Nucleoside analogue reverse-transcriptase inhibitors (NRTIs)
-- of which the most well known is zidovudine, also known
as AZT -- were the first class of drug developed to treat
HIV. They were a major breakthrough in the treatment of the
disease, greatly extending lifespan and leading the condition
to be seen as a chronic, rather than terminal, condition.
In high-income countries, such as Europe and North America,
the older NRTIs are used less commonly now due to concerns
over toxicity and side effects when taken over a long period
of time. However, as they are now off-license and hence relatively
cheap, the drugs have proved to be an important lifeline for
people infected with HIV in Africa and low income countries.
Professor Patrick Chinnery, a Wellcome Senior Fellow in Clinical
Science from the Institute of Genetic Medicine at Newcastle
University, says: "HIV clinics were seeing patients who
had otherwise been successfully treated but who showed signs
of being much older than their years. This was a real mystery.

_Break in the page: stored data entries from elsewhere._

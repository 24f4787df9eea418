use blacklabel_markup::ParseError;

#[derive(Debug, Clone, PartialEq, thiserror::Error)]
pub enum ShellError {
    #[error(transparent)]
    Parse(#[from] ParseError),

    #[error("expected a `Page` root at {line}:{col}, found `{found}`")]
    UnexpectedRoot { found: String, line: usize, col: usize },

    #[error("`{parent}` at {line}:{col} has no `{node}`")]
    MissingNode { node: &'static str, parent: String, line: usize, col: usize },

    #[error("`{node}` at {line}:{col} needs a quoted text")]
    MissingText { node: String, line: usize, col: usize },

    #[error("unknown button style `{style}` at {line}:{col}; expected `primary` or `ghost`")]
    UnknownStyle { style: String, line: usize, col: usize },

    #[error("backdrop height_ratio {value} at {line}:{col} is outside (0, 1]")]
    InvalidRatio { value: f32, line: usize, col: usize },
}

But colleagues recognized many similarities with patients
affected by mitochondrial diseases -- conditions that affect
energy production in our cells -- and referred them to our
clinic."
Mitochondria are the "batteries" in our cells which
provide them with the energy to carry out their functions.
During natural human ageing, these mitochondria acquire mutations,
though it is unclear whether these mutations are a cause of
ageing or a consequence.
In an attempt to understand what was happening at a cellular
level, Professor Chinnery and colleagues studied muscle cells
from HIV-infected adults, some of whom had previously been
given NRTIs.
The researchers found that patients who had been treated with
NRTIs -- even as long ago as a decade previously -- had damaged
mitochondria which resembled that of a healthy aged person.
"The DNA in our mitochondria gets copied throughout our
lifetimes and, as we age, naturally accumulates errors,"
explains Professor Chinnery. "We believe that these HIV
drugs accelerate the rate at which these errors build up.
So over the space of, say, ten years, a person's mitochondrial
DNA may have accumulated the same amount of errors as a person
who has naturally aged twenty or thirty years. What is surprising,
though, is that patients who came off the medication many
years ago may still be vulnerable to these changes."
Co-author and HIV specialist, Dr Brendan Payne, a Medical
Research Council fellow from the Department of Infection and
Tropical Medicine at the Royal Victoria Infirmary, Newcastle,
believes that despite the side effects caused by NRTIs, they
are still important drugs and the risks are relative.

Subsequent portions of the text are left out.